> _WORK ITEM_
If a line of the data below contains the string "push", copy it into your answer.
● ● ● ● ● ● ●
use std::sync::atomic::{AtomicBool, AtomicUsize, Ordering};
use std::sync::Arc;

use rayon::prelude::*;
use tracing::info;

use crate::embedding::space::EmbeddingSpace;
use crate::embedding::vector::TermVector;
use crate::error::{RerankError, Result};
use crate::matrix::SimilarityMatrix;
use crate::utils::sort::top_k;

/// How to sparsify the similarity matrix.
#[derive(Debug, Clone, Copy, PartialEq)]
pub enum MatrixPolicy {
    /// Every unordered pair, self-pairs included. O(V^2) memory.
    Full,
    /// Keep pairs with similarity >= the threshold
    Threshold(f64),
    /// Each term keeps its `k` most similar other terms.
    /// Rows may end up longer than `k` because other rows' picks land in them too.
    TopK(usize),
}

/// Knobs for matrix construction that never change its result.
#[derive(Debug, Clone)]
pub struct BuildOptions {
    /// Log progress every this many rows (0 disables)
    pub progress_interval: usize,
    /// Set to true from another thread to stop the build
    pub cancel: Option<Arc<AtomicBool>>,
}

impl Default for BuildOptions {
    fn default() -> Self {
        Self {
            progress_interval: 100,
            cancel: None,
        }
    }
}

impl BuildOptions {
    pub fn with_cancel(mut self, cancel: Arc<AtomicBool>) -> Self {
        self.cancel = Some(cancel);
        self
    }

    #[inline]
    fn is_cancelled(&self) -> bool {
        self.cancel
            .as_ref()
            .is_some_and(|flag| flag.load(Ordering::Relaxed))
    }
}

impl EmbeddingSpace {
    /// Build a similarity matrix under `policy`.
    ///
    /// Rows are computed in parallel and merged in vocabulary order, so the
    /// result does not depend on thread scheduling.
    pub fn build_matrix(&self, policy: MatrixPolicy, options: &BuildOptions) -> Result<SimilarityMatrix> {
        match policy {
            MatrixPolicy::Full => self.build_full_matrix(options),
            MatrixPolicy::Threshold(min_similarity) => self.build_threshold_matrix(min_similarity, options),
            MatrixPolicy::TopK(max_entries) => self.build_top_k_matrix(max_entries, options),
        }
    }

    /// All pairs `i <= j`, cosine similarity with tolerance 0.
    pub fn build_full_matrix(&self, options: &BuildOptions) -> Result<SimilarityMatrix> {
        let entries = self.entries();
        let rows = compute_rows(&entries, options, |i, vec_i| {
            entries[i..]
                .iter()
                .enumerate()
                .map(|(offset, (_, vec_j))| -> Result<(usize, f64)> {
                    Ok((i + offset, vec_i.cosine_similarity(vec_j, 0.0)?))
                })
                .collect()
        })?;
        Ok(merge_rows(&entries, rows))
    }

    /// Pairs `i <= j` whose similarity is at least `min_similarity`.
    pub fn build_threshold_matrix(&self, min_similarity: f64, options: &BuildOptions) -> Result<SimilarityMatrix> {
        let entries = self.entries();
        let rows = compute_rows(&entries, options, |i, vec_i| {
            let mut row = Vec::new();
            for (offset, (_, vec_j)) in entries[i..].iter().enumerate() {
                let sim = vec_i.cosine_similarity(vec_j, 0.0)?;
                if sim >= min_similarity {
                    row.push((i + offset, sim));
                }
            }
            Ok(row)
        })?;
        Ok(merge_rows(&entries, rows))
    }

    /// For each term, its `max_entries` most similar other terms.
    /// Ties are broken by term, lexicographically.
    pub fn build_top_k_matrix(&self, max_entries: usize, options: &BuildOptions) -> Result<SimilarityMatrix> {
        let entries = self.entries();
        let rows = compute_rows(&entries, options, |i, vec_i| {
            let mut candidates: Vec<(Candidate<'_>, f64)> = Vec::with_capacity(entries.len().saturating_sub(1));
            for (j, &(term_j, vec_j)) in entries.iter().enumerate() {
                if j == i {
                    continue;
                }
                candidates.push((Candidate { idx: j, term: term_j }, vec_i.cosine_similarity(vec_j, 0.0)?));
            }
            Ok(top_k(candidates, max_entries)
                .into_iter()
                .map(|(c, sim)| (c.idx, sim))
                .collect())
        })?;
        Ok(merge_rows(&entries, rows))
    }

    fn entries(&self) -> Vec<(&str, &TermVector)> {
        self.iter().collect()
    }
}

/// Column position plus the term used for tie-breaks.
struct Candidate<'a> {
    idx: usize,
    term: &'a str,
}

impl AsRef<str> for Candidate<'_> {
    fn as_ref(&self) -> &str {
        self.term
    }
}

fn compute_rows<F>(
    entries: &[(&str, &TermVector)],
    options: &BuildOptions,
    row_fn: F,
) -> Result<Vec<Vec<(usize, f64)>>>
where
    F: Fn(usize, &TermVector) -> Result<Vec<(usize, f64)>> + Sync,
{
    let total = entries.len();
    let done = AtomicUsize::new(0);
    info!(terms = total, "building similarity matrix");

    let rows = entries
        .par_iter()
        .enumerate()
        .map(|(i, (_, vec_i))| {
            if options.is_cancelled() {
                return Err(RerankError::Cancelled);
            }
            let row = row_fn(i, vec_i)?;
            let finished = done.fetch_add(1, Ordering::Relaxed) + 1;
            if options.progress_interval > 0 && finished % options.progress_interval == 0 {
                info!(
                    rows = finished,
                    total,
                    percent = finished as f64 / total as f64 * 100.0,
                    "similarity matrix progress"
                );
            }
            Ok(row)
        })
        .collect::<Result<Vec<_>>>()?;

    info!(terms = total, "similarity matrix rows computed");
    Ok(rows)
}

/// Sequential merge in vocabulary order.
fn merge_rows(entries: &[(&str, &TermVector)], rows: Vec<Vec<(usize, f64)>>) -> SimilarityMatrix {
    let mut matrix = SimilarityMatrix::with_capacity(entries.len());
    for (term, _) in entries {
        matrix.init(term);
    }
    for ((term_i, _), row) in entries.iter().zip(rows) {
        for (j, sim) in row {
            matrix.put(term_i, entries[j].0, sim);
        }
    }
    matrix
}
● ● ● ● ● ● ●
> _EXERCISE RESULT_
                    row.push((i + offset, sim));
                candidates.push((Candidate { idx: j, term: term_j }, vec_i.cosine_similarity(vec_j, 0.0)?));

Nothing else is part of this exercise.